Technical News

With smart rings, the right size matters

Getting a smart ring is a little more complicated than getting a smartwatch. To buy one, you need to acquire a sizing kit, try on a bunch of sample rings, find your size, wear it for 24 hours, make sure it fits properly, let the company know your size, and then, you get your smart ring. At least, that’s how it usually works. Apparently, you may be able to skip that process entirely with Samsung’s upcoming Galaxy Ring — I just wouldn’t necessarily recommend it.

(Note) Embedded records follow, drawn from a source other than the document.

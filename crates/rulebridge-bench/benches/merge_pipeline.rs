//! Group 3: Merge and full post-processing pipeline benchmarks.

use criterion::{BatchSize, BenchmarkId, Criterion, Throughput, criterion_group, criterion_main};
use rulebridge_bench::{SizeTier, generate_overlapping};
use rulebridge_core::{PipelineConfig, condense, merge, process};

const TIERS: [(&str, SizeTier); 3] = [
    ("S", SizeTier::Small),
    ("M", SizeTier::Medium),
    ("L", SizeTier::Large),
];

fn bench_merge(c: &mut Criterion) {
    let mut group = c.benchmark_group("merge");

    for (name, tier) in TIERS {
        let (base, incoming) = generate_overlapping(&tier.config(42));
        group.throughput(Throughput::Elements(
            (base.defect_count() + incoming.defect_count()) as u64,
        ));
        group.bench_with_input(
            BenchmarkId::from_parameter(name),
            &(base, incoming),
            |b, (base, incoming)| {
                b.iter_batched(
                    || (base.clone(), incoming.clone()),
                    |(base, incoming)| merge(base, incoming),
                    BatchSize::LargeInput,
                );
            },
        );
    }
    group.finish();
}

fn bench_pipeline(c: &mut Criterion) {
    let mut group = c.benchmark_group("pipeline");
    let config = PipelineConfig::default();

    for (name, tier) in TIERS {
        let (base, incoming) = generate_overlapping(&tier.config(42));
        let base = condense(base);
        group.throughput(Throughput::Elements(incoming.defect_count() as u64));

        group.bench_with_input(BenchmarkId::new("fresh", name), &incoming, |b, incoming| {
            b.iter_batched(
                || incoming.clone(),
                |incoming| process(incoming, None, &config),
                BatchSize::LargeInput,
            );
        });

        group.bench_with_input(
            BenchmarkId::new("accumulate", name),
            &(base, incoming),
            |b, (base, incoming)| {
                b.iter_batched(
                    || (base.clone(), incoming.clone()),
                    |(base, incoming)| process(incoming, Some(base), &config),
                    BatchSize::LargeInput,
                );
            },
        );
    }
    group.finish();
}

criterion_group!(benches, bench_merge, bench_pipeline);
criterion_main!(benches);
//! Mapping of report defects to host build diagnostics.
//!
//! [`emit`] produces exactly one [`Diagnostic`] per defect in document order
//! (rule, then target, then defect). Condense first to get one diagnostic per
//! defect group. Severity is uniform for a run and comes from the
//! [`SeverityPolicy`]; there is no per-rule mapping.
use std::fmt;

use serde::Serialize;

use crate::location::extract_location;
use crate::model::{Defect, Report, Rule, Target};

/// Category tag attached to every diagnostic.
pub const CATEGORY: &str = "[analysis]";

// ---------------------------------------------------------------------------
// Severity
// ---------------------------------------------------------------------------

/// Severity of an emitted diagnostic.
#[derive(Debug, Clone, Copy, PartialEq, Eq, Hash, Serialize)]
#[serde(rename_all = "lowercase")]
pub enum Severity {
    /// Fails the build.
    Error,
    /// Reported but does not fail the build.
    Warning,
}

impl Severity {
    /// Lowercase name as used in build-system diagnostic lines.
    pub fn as_str(self) -> &'static str {
        match self {
            Self::Error => "error",
            Self::Warning => "warning",
        }
    }
}

impl fmt::Display for Severity {
    fn fmt(&self, f: &mut fmt::Formatter<'_>) -> fmt::Result {
        f.write_str(self.as_str())
    }
}

/// Run-wide severity choice.
#[derive(Debug, Clone, Copy, PartialEq, Eq, Default)]
pub struct SeverityPolicy {
    /// Report every defect as an error and fail the run if any exist.
    pub treat_as_error: bool,
}

impl SeverityPolicy {
    /// The severity applied to every diagnostic under this policy.
    pub fn severity(&self) -> Severity {
        if self.treat_as_error {
            Severity::Error
        } else {
            Severity::Warning
        }
    }
}

// ---------------------------------------------------------------------------
// Diagnostic
// ---------------------------------------------------------------------------

/// One build diagnostic derived from a defect.
#[derive(Debug, Clone, PartialEq, Eq, Serialize)]
pub struct Diagnostic {
    /// Uniform run severity.
    pub severity: Severity,
    /// Always [`CATEGORY`].
    pub category: &'static str,
    /// Rule identity, used as the error code.
    pub code: String,
    /// Source file, empty when the location is unknown.
    pub file: String,
    /// Line number, `0` when unknown.
    pub line: u32,
    /// Column number, `0` when unknown.
    pub column: u32,
    /// Human-readable message; may span several lines.
    pub message: String,
}

impl Diagnostic {
    /// Returns `true` when the diagnostic carries a file attribution.
    pub fn has_file(&self) -> bool {
        !self.file.is_empty()
    }
}

impl fmt::Display for Diagnostic {
    fn fmt(&self, f: &mut fmt::Formatter<'_>) -> fmt::Result {
        let level_char = match self.severity {
            Severity::Error => 'E',
            Severity::Warning => 'W',
        };
        write!(f, "[{level_char}] {}", self.code)?;
        if self.has_file() {
            write!(f, " {}:{}:{}", self.file, self.line, self.column)?;
        }
        write!(f, ": {}", self.message)
    }
}

// ---------------------------------------------------------------------------
// Emission
// ---------------------------------------------------------------------------

/// Overall result of a run.
#[derive(Debug, Clone, Copy, PartialEq, Eq)]
pub enum RunOutcome {
    /// The run succeeded.
    Success,
    /// Defects were found while they are treated as errors.
    Failure,
}

/// Produces one diagnostic per defect in document order.
pub fn emit(report: &Report, policy: &SeverityPolicy) -> Vec<Diagnostic> {
    let severity = policy.severity();
    report
        .defects()
        .map(|(rule, target, defect)| to_diagnostic(rule, target, defect, severity))
        .collect()
}

/// Decides the run outcome from the emitted diagnostics: failure iff the
/// policy treats defects as errors and at least one diagnostic exists.
pub fn outcome(diagnostics: &[Diagnostic], policy: &SeverityPolicy) -> RunOutcome {
    if policy.treat_as_error && !diagnostics.is_empty() {
        RunOutcome::Failure
    } else {
        RunOutcome::Success
    }
}

fn to_diagnostic(rule: &Rule, target: &Target, defect: &Defect, severity: Severity) -> Diagnostic {
    let (file, line, column, message) = match extract_location(&defect.source) {
        Some(loc) => {
            let head = format!("{}: {}", rule.name, rule.problem);
            (loc.file, loc.line, loc.column, with_description(head, defect))
        }
        None => {
            let head = format!("{}: {}: {}", rule.name, target.name, rule.problem);
            (String::new(), 0, 0, with_description(head, defect))
        }
    };

    Diagnostic {
        severity,
        category: CATEGORY,
        code: rule.name.clone(),
        file,
        line,
        column,
        message,
    }
}

fn with_description(mut head: String, defect: &Defect) -> String {
    if !defect.description.is_empty() {
        head.push('\n');
        head.push_str(&defect.description);
    }
    head
}

#[cfg(test)]
mod tests {
    #![allow(clippy::expect_used)]

    use super::*;
    use crate::condense::condense;
    use crate::test_helpers::{defect, report, rule, target};

    const WARN: SeverityPolicy = SeverityPolicy {
        treat_as_error: false,
    };
    const STRICT: SeverityPolicy = SeverityPolicy {
        treat_as_error: true,
    };

    fn sample() -> Report {
        report(vec![rule(
            "R1",
            "Problem text",
            vec![target(
                "T1",
                vec![
                    defect("src/a.cs(≈10,3)", "x"),
                    defect("src/a.cs(≈10,3)", "y"),
                    defect("nowhere", "z"),
                ],
            )],
        )])
    }

    #[test]
    fn one_diagnostic_per_raw_defect() {
        assert_eq!(emit(&sample(), &WARN).len(), 3);
    }

    #[test]
    fn one_diagnostic_per_group_after_condensing() {
        assert_eq!(emit(&condense(sample()), &WARN).len(), 2);
    }

    #[test]
    fn located_defect_maps_file_line_and_column() {
        let diags = emit(&condense(sample()), &WARN);
        let d = &diags[0];
        assert_eq!(d.severity, Severity::Warning);
        assert_eq!(d.category, "[analysis]");
        assert_eq!(d.code, "R1");
        assert_eq!(d.file, "src/a.cs");
        assert_eq!(d.line, 10);
        assert_eq!(d.column, 3);
        assert_eq!(d.message, "R1: Problem text\nx\ny");
    }

    #[test]
    fn unlocated_defect_is_attributed_to_target() {
        let diags = emit(&sample(), &WARN);
        let d = &diags[2];
        assert!(!d.has_file());
        assert_eq!((d.line, d.column), (0, 0));
        assert_eq!(d.message, "R1: T1: Problem text\nz");
    }

    #[test]
    fn empty_description_adds_no_separator() {
        let r = report(vec![rule("R1", "P", vec![target("T1", vec![defect("a.cs(1)", "")])])]);
        assert_eq!(emit(&r, &WARN)[0].message, "R1: P");
    }

    #[test]
    fn strict_policy_makes_errors_and_fails() {
        let diags = emit(&sample(), &STRICT);
        assert!(diags.iter().all(|d| d.severity == Severity::Error));
        assert_eq!(outcome(&diags, &STRICT), RunOutcome::Failure);
    }

    #[test]
    fn warnings_never_fail_the_run() {
        let diags = emit(&sample(), &WARN);
        assert_eq!(outcome(&diags, &WARN), RunOutcome::Success);
    }

    #[test]
    fn clean_report_succeeds_even_when_strict() {
        let diags = emit(&Report::new(), &STRICT);
        assert!(diags.is_empty());
        assert_eq!(outcome(&diags, &STRICT), RunOutcome::Success);
    }

    #[test]
    fn emission_follows_document_order() {
        let r = report(vec![
            rule("B", "P", vec![target("T2", vec![defect("b.cs(1)", "")])]),
            rule("A", "P", vec![target("T1", vec![defect("a.cs(1)", "")])]),
        ]);
        let codes: Vec<_> = emit(&r, &WARN).into_iter().map(|d| d.code).collect();
        assert_eq!(codes, vec!["B", "A"]);
    }

    #[test]
    fn display_is_compact() {
        let diags = emit(&sample(), &WARN);
        assert_eq!(diags[0].to_string(), "[W] R1 src/a.cs:10:3: R1: Problem text\nx");
        assert_eq!(diags[2].to_string(), "[W] R1: R1: T1: Problem text\nz");
    }
}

Leaker Evan Blass posted a screenshot of the Samsung Galaxy Ring’s delivery process in his latest Substack post. Like other smart rings, you have the option of getting sent a sizing kit. It does note, however, that the Galaxy Ring follows US standard sizing and that if you know your ring size, you can just order the ring directly.

On the one hand, this shortens a tedious process. You can easily and affordably buy a standard ring sizer off of Amazon or Etsy. Or, if you happen to wear a lot of rings, you might know your ring size already. Where it gets dicey is that smart rings and regular rings absolutely do not wear the same.

Option two is more convenient, but even though I know my size, I’d still get the sizing kit.
Image: Evan Blass

Fun story, my engagement ring was bought based on my Oura Ring size. It was entirely too big for my ring finger, and I had to get it resized at the jeweler. This was my bad. I hadn’t warned my partner that the Oura Ring comes in sizes that are slightly larger than US standard sizing. But that said, my standard size is a 7.5. Thus far, no smart ring comes in half sizes. From what we know about the Galaxy Ring, it doesn’t look like Samsung is offering half sizes, either.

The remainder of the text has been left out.